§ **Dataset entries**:

◆ ◆ ◆ ◆

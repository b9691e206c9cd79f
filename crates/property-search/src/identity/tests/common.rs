use std::collections::HashMap;
use std::sync::{Arc, Mutex};

use argon2::{Algorithm, Argon2, Params, Version};
use async_trait::async_trait;
use chrono::Duration;

use crate::accommodations::{RepositoryError, UserId};
use crate::identity::domain::{LoginForm, RegistrationForm, UserAccount};
use crate::identity::repository::UserAccountRepository;
use crate::identity::service::IdentityService;
use crate::identity::session::SessionStore;

pub(super) const PASSWORD: &str = "s3cret-pass";

#[derive(Default, Clone)]
pub(super) struct MemoryAccounts {
    accounts: Arc<Mutex<HashMap<UserId, UserAccount>>>,
}

impl MemoryAccounts {
    pub(super) fn all(&self) -> Vec<UserAccount> {
        self.accounts
            .lock()
            .expect("accounts mutex poisoned")
            .values()
            .cloned()
            .collect()
    }
}

#[async_trait]
impl UserAccountRepository for MemoryAccounts {
    async fn insert(&self, account: UserAccount) -> Result<(), RepositoryError> {
        let mut guard = self.accounts.lock().expect("accounts mutex poisoned");
        if guard
            .values()
            .any(|existing| existing.username == account.username)
        {
            return Err(RepositoryError::Conflict);
        }
        guard.insert(account.id, account);
        Ok(())
    }

    async fn find_by_username(
        &self,
        username: &str,
    ) -> Result<Option<UserAccount>, RepositoryError> {
        let guard = self.accounts.lock().expect("accounts mutex poisoned");
        Ok(guard
            .values()
            .find(|account| account.username == username)
            .cloned())
    }

    async fn find_by_id(&self, id: UserId) -> Result<Option<UserAccount>, RepositoryError> {
        let guard = self.accounts.lock().expect("accounts mutex poisoned");
        Ok(guard.get(&id).cloned())
    }
}

/// Repository whose writes always lose a race on the username.
pub(super) struct RacingAccounts;

#[async_trait]
impl UserAccountRepository for RacingAccounts {
    async fn insert(&self, _account: UserAccount) -> Result<(), RepositoryError> {
        Err(RepositoryError::Conflict)
    }

    async fn find_by_username(
        &self,
        _username: &str,
    ) -> Result<Option<UserAccount>, RepositoryError> {
        Ok(None)
    }

    async fn find_by_id(&self, _id: UserId) -> Result<Option<UserAccount>, RepositoryError> {
        Ok(None)
    }
}

pub(super) struct OfflineAccounts;

#[async_trait]
impl UserAccountRepository for OfflineAccounts {
    async fn insert(&self, _account: UserAccount) -> Result<(), RepositoryError> {
        Err(RepositoryError::Unavailable("database offline".to_string()))
    }

    async fn find_by_username(
        &self,
        _username: &str,
    ) -> Result<Option<UserAccount>, RepositoryError> {
        Err(RepositoryError::Unavailable("database offline".to_string()))
    }

    async fn find_by_id(&self, _id: UserId) -> Result<Option<UserAccount>, RepositoryError> {
        Err(RepositoryError::Unavailable("database offline".to_string()))
    }
}

/// Minimal-cost argon2 so tests do not pay production hashing parameters.
pub(super) fn fast_hasher() -> Argon2<'static> {
    let params = Params::new(Params::MIN_M_COST, 1, 1, None).expect("valid argon2 params");
    Argon2::new(Algorithm::Argon2id, Version::V0x13, params)
}

pub(super) fn build_service<R>(accounts: R) -> IdentityService<R>
where
    R: UserAccountRepository + 'static,
{
    IdentityService::with_hasher(
        Arc::new(accounts),
        Arc::new(SessionStore::new(Duration::minutes(30))),
        fast_hasher(),
    )
}

pub(super) fn registration(username: &str, landlord: bool) -> RegistrationForm {
    RegistrationForm {
        username: username.to_string(),
        password: PASSWORD.to_string(),
        confirm_password: PASSWORD.to_string(),
        is_landlord: landlord,
    }
}

pub(super) fn login(username: &str, password: &str) -> LoginForm {
    LoginForm {
        username: username.to_string(),
        password: password.to_string(),
    }
}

◆ ◆ ◆ ◆

§ **DIRECTIONS**:
Show every line of the entries above where the word "impl" occurs.

§ **TASK SOLUTION**:
impl MemoryAccounts {
impl UserAccountRepository for MemoryAccounts {
impl UserAccountRepository for RacingAccounts {
impl UserAccountRepository for OfflineAccounts {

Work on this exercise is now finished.